私は誕生日が7月ということもあって、その頃には食卓には必ず鱧フライが並ぶ。何年もそうしてくると誕生日前日には家内が「明日はなにがいい?鱧?お肉?」とリクエストを募ってくれる。この場合の「鱧」とは鱧フライのことで、これまで1度も断ったことがない。若い頃、京都で鱧料理は食べ尽くした感があるが、鱧とは本当に料理のバリエーションの多い魚なのだが、家庭の味と言えば鱧フライで、家内のそれは年期も入っているのか実に美味い。
ことしの誕生日も無事、鱧フライが食卓にならび、細やかながら満足のゆく一食となったが、昨今気になるのは「鱧」=「夏の京都」というイメージが定着していることだ。テレビなどでは鱧が関東ではあまり食されていないのをよいことに、どこかの割烹屋のおやじが、いかに夏の鱧が京都特有のものであるかを滔々と語っている。しかし、これは京都の一部の人ではあろうが、たいへん悪い癖なのか、なんでもかんでも”京都発祥”とか”京都特有”などと、わりと平気で嘘を吹聴することである。
そもそも鱧の旬は祇園祭の頃ではない。これは昔から言われていること。一般に言われるのは一番の旬は11月。個人的にも10月頃かと思う。この時期が鱧が最も美味い時期だ。また鱧は京都のものと言っている意味も不明だ。鱧は海でとれるわけだ。確かに今では需要があるので、日本で採れた良い鱧は京都に送られるが、少し前まではそれほどでもなかった。西日本の多くの地域で普通に、しかも比較的安く食されてきていた。

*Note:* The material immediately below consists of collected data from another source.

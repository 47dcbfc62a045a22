// SPDX-License-Identifier: MIT
// Copyright (c) 2026 Immo Labs

#![allow(clippy::unwrap_used)]

use chrono::NaiveDate;

use super::*;

fn draft(name: &str) -> OperationDraft {
    OperationDraft {
        commercial_name: name.to_string(),
        company_id: "1111".to_string(),
        address: "2 Place du Marché, 44000 Nantes".to_string(),
        delivery_date: NaiveDate::from_ymd_opt(2026, 11, 30).unwrap(),
        available_lots: 12,
    }
}

fn operation(id: &str, date: &str) -> Operation {
    Operation {
        id: id.to_string(),
        commercial_name: format!("Résidence {id}"),
        company_id: "2222".to_string(),
        address: "1 Rue Haute, 59000 Lille".to_string(),
        delivery_date: date.parse().unwrap(),
        available_lots: 10,
        reserved_lots: 3,
    }
}

#[test]
fn enqueue_assigns_pending_id_and_increments_count() {
    let store = OfflineStore::open_in_memory().unwrap();
    assert_eq!(store.pending_count().unwrap(), 0);

    let record = store.enqueue(&draft("Les Lilas")).unwrap();
    assert!(record.local_id.starts_with("pending-"));
    assert_eq!(record.draft.commercial_name, "Les Lilas");
    assert_eq!(store.pending_count().unwrap(), 1);
}

#[test]
fn pending_ids_are_unique() {
    let store = OfflineStore::open_in_memory().unwrap();
    let a = store.enqueue(&draft("A")).unwrap();
    let b = store.enqueue(&draft("B")).unwrap();
    assert_ne!(a.local_id, b.local_id);
}

#[test]
fn list_pending_returns_fifo_order() {
    let store = OfflineStore::open_in_memory().unwrap();
    let first = store.enqueue(&draft("Premier")).unwrap();
    let second = store.enqueue(&draft("Second")).unwrap();

    let pending = store.list_pending().unwrap();
    assert_eq!(pending.len(), 2);
    assert_eq!(pending[0].local_id, first.local_id);
    assert_eq!(pending[1].local_id, second.local_id);
    assert_eq!(pending[0].draft.commercial_name, "Premier");
}

#[test]
fn remove_is_idempotent() {
    let store = OfflineStore::open_in_memory().unwrap();
    let record = store.enqueue(&draft("Unique")).unwrap();

    store.remove(&record.local_id).unwrap();
    assert_eq!(store.pending_count().unwrap(), 0);

    // A second removal of the same id must not fail.
    store.remove(&record.local_id).unwrap();
    assert_eq!(store.pending_count().unwrap(), 0);
}

#[test]
fn queue_survives_reopen() {
    let dir = tempfile::tempdir().unwrap();
    let path = dir.path().join("immo.db");

    let local_id = {
        let store = OfflineStore::open(&path).unwrap();
        store.enqueue(&draft("Persistant")).unwrap().local_id
    };

    let store = OfflineStore::open(&path).unwrap();
    let pending = store.list_pending().unwrap();
    assert_eq!(pending.len(), 1);
    assert_eq!(pending[0].local_id, local_id);
}

#[test]
fn cache_snapshot_replaces_previous_contents() {
    let mut store = OfflineStore::open_in_memory().unwrap();
    store
        .cache_snapshot(&[operation("op-1", "2026-01-10"), operation("op-2", "2026-02-10")])
        .unwrap();
    assert_eq!(store.cached_operations().unwrap().len(), 2);

    store.cache_snapshot(&[operation("op-3", "2026-03-10")]).unwrap();
    let cached = store.cached_operations().unwrap();
    assert_eq!(cached.len(), 1);
    assert_eq!(cached[0].id, "op-3");
    assert_eq!(cached[0].reserved_lots, 3);
}

#[test]
fn cached_operations_sorted_by_delivery_date() {
    let mut store = OfflineStore::open_in_memory().unwrap();
    store
        .cache_snapshot(&[operation("op-late", "2027-06-01"), operation("op-early", "2026-01-01")])
        .unwrap();

    let cached = store.cached_operations().unwrap();
    assert_eq!(cached[0].id, "op-early");
    assert_eq!(cached[1].id, "op-late");
}
// SPDX-License-Identifier: MIT
// Copyright (c) 2026 Immo Labs

//! Shared test fixtures: a scriptable in-memory gateway and draft builders.

#![allow(clippy::unwrap_used)]

use std::sync::atomic::{AtomicUsize, Ordering};

use chrono::NaiveDate;

use immo_core::{Operation, OperationDraft};

use crate::error::GatewayError;
use crate::gateway::{GatewayFuture, OperationGateway};

type ListFn = Box<dyn Fn() -> Result<Vec<Operation>, GatewayError> + Send + Sync>;
type CreateFn =
    Box<dyn Fn(&OperationDraft, Option<&str>) -> Result<Operation, GatewayError> + Send + Sync>;

/// Scriptable gateway: behaviour is injected as closures, call counts are
/// tracked for assertions.
pub(crate) struct MockGateway {
    on_list: ListFn,
    on_create: CreateFn,
    pub list_calls: AtomicUsize,
    pub create_calls: AtomicUsize,
}

impl MockGateway {
    pub fn new(on_list: ListFn, on_create: CreateFn) -> Self {
        MockGateway {
            on_list,
            on_create,
            list_calls: AtomicUsize::new(0),
            create_calls: AtomicUsize::new(0),
        }
    }

    /// Gateway whose `create` runs the given closure; `list` returns empty.
    pub fn with_create<F>(on_create: F) -> Self
    where
        F: Fn(&OperationDraft, Option<&str>) -> Result<Operation, GatewayError>
            + Send
            + Sync
            + 'static,
    {
        Self::new(Box::new(|| Ok(Vec::new())), Box::new(on_create))
    }

    /// Gateway whose `list` runs the given closure; `create` echoes the draft.
    pub fn with_list<F>(on_list: F) -> Self
    where
        F: Fn() -> Result<Vec<Operation>, GatewayError> + Send + Sync + 'static,
    {
        Self::new(
            Box::new(on_list),
            Box::new(|draft, _| Ok(operation_from(draft, "srv-1"))),
        )
    }
}

impl OperationGateway for MockGateway {
    fn list(&self) -> GatewayFuture<'_, Vec<Operation>> {
        self.list_calls.fetch_add(1, Ordering::SeqCst);
        let result = (self.on_list)();
        Box::pin(async move { result })
    }

    fn create<'a>(
        &'a self,
        draft: &'a OperationDraft,
        client_ref: Option<&'a str>,
    ) -> GatewayFuture<'a, Operation> {
        self.create_calls.fetch_add(1, Ordering::SeqCst);
        let result = (self.on_create)(draft, client_ref);
        Box::pin(async move { result })
    }
}

/// The server-side record a successful create would return.
pub(crate) fn operation_from(draft: &OperationDraft, id: &str) -> Operation {
    Operation {
        id: id.to_string(),
        commercial_name: draft.commercial_name.clone(),
        company_id: draft.company_id.clone(),
        address: draft.address.clone(),
        delivery_date: draft.delivery_date,
        available_lots: draft.available_lots,
        reserved_lots: 0,
    }
}

pub(crate) fn sample_draft(name: &str) -> OperationDraft {
    OperationDraft {
        commercial_name: name.to_string(),
        company_id: "1111".to_string(),
        address: "17 Rue de la Paix, 75002 Paris".to_string(),
        delivery_date: NaiveDate::from_ymd_opt(2026, 10, 15).unwrap(),
        available_lots: 6,
    }
}
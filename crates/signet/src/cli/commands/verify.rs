//! Verify command

use std::path::{Path, PathBuf};
use std::sync::Arc;

use clap::Args;
use tracing::info;

use signet_signing::{
    PackageResigner, SignCompletionResult, SignReport, SigningToolAdapter, VerifyResult,
};

use super::Workspace;
use crate::cli::{output, Cli, OutputFormat};
use crate::exit_codes;

/// Verify the signature of a binary or container package
#[derive(Debug, Args)]
pub struct VerifyCommand {
    /// File to verify
    pub target: PathBuf,
}

impl VerifyCommand {
    /// Execute the verify command
    pub fn execute(&self, cli: &Cli) -> anyhow::Result<i32> {
        info!(path = %self.target.display(), "executing verify command");
        let workspace = Workspace::load()?;
        let options = workspace.config.package.to_options();

        if !self.target.is_file() {
            anyhow::bail!("{} does not exist", self.target.display());
        }

        let adapter = Arc::new(SigningToolAdapter::new(workspace.locator()));
        let result = if options.is_container(&self.target) {
            // Envelope verification never needs the signing tool.
            let resigner = PackageResigner::new(adapter, options);
            verify_package(&resigner, &self.target)?
        } else {
            let outcome = adapter.execute_verify(&self.target)?;
            let mut report = SignReport::new();
            outcome.record(&mut report);
            report.finish(outcome.success())
        };

        match cli.format {
            OutputFormat::Json => println!("{}", serde_json::to_string_pretty(&result)?),
            OutputFormat::Text => {
                output::completion(&result, cli.quiet);
                if !cli.quiet {
                    if result.success {
                        output::success(&format!(
                            "{} is signed",
                            output::path_style().apply_to(self.target.display())
                        ));
                    } else {
                        output::warning(&format!("{} is not validly signed", self.target.display()));
                    }
                }
            }
        }

        Ok(exit_codes::for_success(result.success))
    }
}

/// Check a container's signature envelope and describe what was found
fn verify_package(
    resigner: &PackageResigner,
    target: &Path,
) -> anyhow::Result<SignCompletionResult> {
    let (verified, signatures) = resigner.verify_package(target)?;

    let mut report = SignReport::new();
    for signature in &signatures {
        report.output(format!(
            "{} signed by {} [{}] at {}",
            signature.part_name,
            signature.signer.as_deref().unwrap_or("unknown signer"),
            signature.thumbprint.as_deref().unwrap_or("-"),
            signature.signing_time.as_deref().unwrap_or("unknown time"),
        ));
    }
    if verified != VerifyResult::Success {
        report.error(format!("{}: {}", target.display(), verified));
    }
    Ok(report.finish(verified == VerifyResult::Success))
}

#[cfg(test)]
mod tests {
    use super::*;
    use signet_signing::{FixedToolLocator, PackageOptions};
    use std::io::Write;

    fn write_unsigned_vsix(dir: &Path) -> PathBuf {
        let path = dir.join("ext.vsix");
        let file = std::fs::File::create(&path).unwrap();
        let mut zip = zip::ZipWriter::new(file);
        let options = zip::write::SimpleFileOptions::default();
        zip.start_file("[Content_Types].xml", options).unwrap();
        zip.write_all(
            br#"<?xml version="1.0" encoding="utf-8"?><Types xmlns="http://schemas.openxmlformats.org/package/2006/content-types"><Default Extension="xml" ContentType="text/xml" /></Types>"#,
        )
        .unwrap();
        zip.start_file("extension.vsixmanifest", options).unwrap();
        zip.write_all(b"<PackageManifest />").unwrap();
        zip.finish().unwrap();
        path
    }

    #[test]
    fn test_unsigned_package_reports_not_signed() {
        let temp = tempfile::TempDir::new().unwrap();
        let package = write_unsigned_vsix(temp.path());
        let resigner = PackageResigner::new(
            Arc::new(SigningToolAdapter::new(Arc::new(FixedToolLocator::new(
                "/nonexistent/signtool",
            )))),
            PackageOptions::default(),
        );

        let result = verify_package(&resigner, &package).unwrap();
        assert!(!result.success);
        assert!(result.error.contains("no signature present"));
        assert!(result.output.is_empty());
    }
}
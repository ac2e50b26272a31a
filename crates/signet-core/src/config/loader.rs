//! Configuration loading

use std::path::{Path, PathBuf};

use tracing::{debug, info, warn};

use crate::error::{ConfigError, Result};

use super::defaults::config_file_names;
use super::types::Config;
use super::validation::validate_config;

/// Load configuration from a file
pub fn load_config(path: &Path) -> Result<Config> {
    let format = if path.extension().is_some_and(|e| e == "toml") {
        "TOML"
    } else {
        "YAML"
    };
    info!(path = %path.display(), format, "loading config");

    let content = std::fs::read_to_string(path)?;

    let config: Config = if format == "TOML" {
        toml::from_str(&content)?
    } else {
        serde_yaml::from_str(&content)?
    };

    validate_config(&config)?;
    debug!(path = %path.display(), "config loaded and validated");
    Ok(config)
}

/// Find a configuration file in `start_dir` or any of its parents.
///
/// At each level the names from [`config_file_names`] are tried in order;
/// the first match wins.
pub fn find_config(start_dir: &Path) -> Option<PathBuf> {
    debug!(start_dir = %start_dir.display(), "searching for config file");
    let mut current = start_dir.to_path_buf();

    loop {
        for name in config_file_names() {
            let config_path = current.join(name);
            if config_path.is_file() {
                info!(path = %config_path.display(), "found config file");
                return Some(config_path);
            }
        }

        if !current.pop() {
            break;
        }
    }

    debug!("no config file found");
    None
}

/// Load configuration from directory (searching parent directories)
pub fn load_config_from_dir(dir: &Path) -> Result<(Config, PathBuf)> {
    let config_path = find_config(dir).ok_or_else(|| ConfigError::NotFound(dir.to_path_buf()))?;

    let config = load_config(&config_path)?;
    Ok((config, config_path))
}

/// Load configuration, falling back to defaults when none exists.
///
/// A configuration file that exists but is invalid is still an error.
pub fn load_config_or_default(dir: &Path) -> Result<(Config, Option<PathBuf>)> {
    match load_config_from_dir(dir) {
        Ok((config, path)) => Ok((config, Some(path))),
        Err(ConfigError::NotFound(_)) => {
            warn!(dir = %dir.display(), "no config found, using defaults");
            Ok((Config::default(), None))
        }
        Err(e) => Err(e),
    }
}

秋が深まった頃、徳島や淡路島などでは、とても良質な鱧が食べられる。年間を通して大分県の中津市辺りでは、少し大味ではあるが身の付きがよい鱧が、どこの店でも食べられる。いや、それどころか瀬戸内では鱧の水揚げで有名な港が其処此処にある。私は鱧の骨煎餅とか鱧と松茸の鍋など、毎年必ず食べる鱧料理があるが、これらは京都でなくても、どこでも食べられるものだ。
ましてや、鱧を食べる為の”骨切り”は京都の料理人の腕の証明、体得するのに10年はかかるとか言うが、骨切りができるスーパーの店員などどこにでもいる。ちょっと京都では風呂敷を広げ過ぎのようにも思える。だからかは知らないが、夏の京都の鱧料理はバカ高い。単品で頼もうものなら、冴えない器に3切ほどでも、日本酒2~3杯分の値段というのもざらにある。
昔の京都は祇園祭の頃にも遊び甲斐があったように思える。私が毎年のように泊まっていた日本旅館の夕食には、鱧など決しておかなかったように思う。でも少し悲しい気もする。且つての京都には客の上に立とうとするような料理人や商売人というのはいなかったような気がする。今は京都のありとあらゆる場所で、”京都アズナンバーワン”的な蘊蓄が聞かれる。それも事実であれば仕方はないのだが、浅くて薄いものだから推して知るべしというものだろう。
「それ、去年も言ってたね」。笑いながらそういう家内に照れ笑いしながら、今年の鱧フライの再開と、1年無事過ごしてきたことに感謝する夕べだった。